TRANSIZIONE GREEN/ Noi, più puliti (per ora) solo grazie alla “sporca” Cina

- Patrizia Feletig

Quali tecnologie green possiamo perseguire oggi in Occidente che non dipendano dalla Cina? Se lo è chiesto in un editoriale il "Financial Times"

energia fotovoltaico pannelli green 1 lapresse1280 640x300 Pannelli fotovoltaici (LaPresse)

Quali tecnologie energetiche pulite possiamo perseguire oggi su vasta scala per realizzare la transizione energetica in Occidente, che attualmente non dipendano dalla Cina? Se lo è chiesto in un editoriale il Financial Times. Non molte. Pannelli solari, batterie e pompe di calore cinesi costano molto meno di quelle prodotte in Europa. Le scomode verità sulla transizione verde ci sbattono in faccia una realtà in cui è difficile liberarsi dal dominio della Cina per alcune tecnologie chiave della green economy.

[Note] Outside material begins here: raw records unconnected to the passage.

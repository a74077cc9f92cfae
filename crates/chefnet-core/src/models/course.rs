//! Course, site and schedule models

use serde::{Deserialize, Serialize};

use super::recipe::UNKNOWN_DURATION;

/// A physical location where a course is taught.
#[derive(Debug, Clone, PartialEq, Eq, Serialize, Deserialize, Default)]
#[serde(default)]
pub struct Site {
    pub id: String,
    pub name: String,
    pub address: String,
    pub phone: String,
    pub email: String,
}

/// A dated run of a course at a site.
#[derive(Debug, Clone, PartialEq, Eq, Serialize, Deserialize, Default)]
#[serde(default, rename_all = "camelCase")]
pub struct Schedule {
    pub id: String,
    pub course_id: String,
    pub site_id: String,
    pub start_date: Option<String>,
    pub end_date: Option<String>,
    pub available_slots: u32,
}

/// A course offered by the platform
#[derive(Debug, Clone, PartialEq, Serialize, Deserialize)]
#[serde(default)]
pub struct Course {
    pub id: String,
    pub title: String,
    pub description: String,
    pub image: Option<String>,
    pub duration: String,
    pub price: Option<f64>,
    pub modality: String,
    pub requirements: String,
    pub contents: Vec<String>,
    pub sites: Vec<Site>,
    pub schedules: Vec<Schedule>,
}

impl Default for Course {
    fn default() -> Self {
        Self {
            id: String::new(),
            title: String::new(),
            description: String::new(),
            image: None,
            duration: UNKNOWN_DURATION.to_string(),
            price: None,
            modality: String::new(),
            requirements: String::new(),
            contents: Vec::new(),
            sites: Vec::new(),
            schedules: Vec::new(),
        }
    }
}
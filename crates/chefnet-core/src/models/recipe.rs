//! Recipe model

use serde::{Deserialize, Serialize};

/// Sentinel shown when a duration is unknown.
pub const UNKNOWN_DURATION: &str = "-";

/// Moderation state of a recipe. Owned by the backend and never set locally.
#[derive(Debug, Clone, Copy, PartialEq, Eq, Serialize, Deserialize, Default)]
#[serde(rename_all = "lowercase")]
pub enum Authorization {
    /// Waiting for admin approval
    #[default]
    Pending,
    /// Approved and visible to everyone
    Published,
}

/// An ingredient line with its amount already formatted for display.
#[derive(Debug, Clone, PartialEq, Eq, Serialize, Deserialize, Default)]
#[serde(default)]
pub struct Ingredient {
    pub name: String,
    /// Quantity and unit, e.g. `"200 g"`
    pub amount: String,
}

/// One instruction step.
#[derive(Debug, Clone, PartialEq, Eq, Serialize, Deserialize, Default)]
#[serde(default)]
pub struct Step {
    pub number: u32,
    pub text: String,
    pub image: Option<String>,
}

/// Lightweight reference to the recipe's author.
#[derive(Debug, Clone, PartialEq, Eq, Serialize, Deserialize, Default)]
#[serde(default)]
pub struct UserRef {
    pub id: String,
    pub name: String,
}

/// A normalized recipe
#[derive(Debug, Clone, PartialEq, Serialize, Deserialize)]
#[serde(default, rename_all = "camelCase")]
pub struct Recipe {
    /// Stable identifier; the only join key between local and remote copies
    #[serde(deserialize_with = "crate::util::deserialize_id")]
    pub id: String,
    pub title: String,
    pub description: String,
    pub image: Option<String>,
    pub servings: u32,
    pub people: u32,
    pub created_at: Option<String>,
    pub duration: String,
    pub ingredients: Vec<Ingredient>,
    pub steps: Vec<Step>,
    pub user: Option<UserRef>,
    pub category: String,
    /// Average review score
    pub rating: f64,
    pub review_count: u32,
    pub authorization: Authorization,
}

impl Default for Recipe {
    fn default() -> Self {
        Self {
            id: String::new(),
            title: String::new(),
            description: String::new(),
            image: None,
            servings: 0,
            people: 0,
            created_at: None,
            duration: UNKNOWN_DURATION.to_string(),
            ingredients: Vec::new(),
            steps: Vec::new(),
            user: None,
            category: String::new(),
            rating: 0.0,
            review_count: 0,
            authorization: Authorization::Pending,
        }
    }
}

impl Recipe {
    pub const fn is_published(&self) -> bool {
        matches!(self.authorization, Authorization::Published)
    }

    /// Case-insensitive match against the title or any ingredient name.
    #[must_use]
    pub fn matches(&self, query: &str) -> bool {
        let query = query.trim().to_lowercase();
        if query.is_empty() {
            return true;
        }
        self.title.to_lowercase().contains(&query)
            || self
                .ingredients
                .iter()
                .any(|ingredient| ingredient.name.to_lowercase().contains(&query))
    }
}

Così come l’offensiva russa in Ucraina ha suonato il brusco risveglio europeo sulla dipendenza dal gas russo, è giunto il momento che l’Occidente prenda coscienza che nessun pannello solare, neppure quelli fabbricati negli Usa o altro luogo, può effettivamente definirsi pulito. Questo non solo per la sopracitata dominanza della Cina nella commercializzazione di moduli ricorrendo al lavoro forzato e a fabbriche alimentate con energia da carbone, ma – sottolinea il commento sul quotidiano britannico – a causa  della materia prima delle celle e accumulatori solari. Tutto il silicio policristallino scambiato sul mercato globale come commodity è di origine cinese: estratto e raffinato nella regione di Xinjiang, dove la correttezza delle pratiche di lavoro e la sostenibilità ambientale degli impianti è altamente questionabile.

Creare delle filiere alternative negli Usa o in Australia, dove le materie prime sono teoricamente disponibili, significherebbe raddoppiare il costo del prodotto finale e dover attendere 2 o 3 anni per la sua commercializzazione. Un’altra opzione da considerare sarebbe per le economie occidentali organizzarsi in un monopsonio per avere la forza, attraverso acquisti di gruppo, di forzare la Cina a porre termine alle moderne forme di schiavitù e al carbone.

Consapevole dell’entità della sfida per sottrarsi alla stretta cinese nelle tecnologie di decarbonizzazione, l’Unione Europea ha varato il Net Zero Industrial Act, Nzia. Si tratta di misure per sviluppare la capacità manifatturiera europea sulle rinnovabili. Secondo uno studio di Ambrosetti in collaborazione con Enel presentato al recente Forum di Cernobbio, per attivare filiere locali per il fotovoltaico, batterie e pompe di calore, sfruttando i fondi comunitari disponibili e realizzando i progetti annunciati entro i termini, l’Italia e l’Unione Europea sarebbero in grado, nel 2030, di soddisfare più del 50% della domanda di pannelli fotovoltaici, circa il 90% della domanda di batterie e più del 60% della domanda di pompe di calore, raggiungendo così i target Nzia.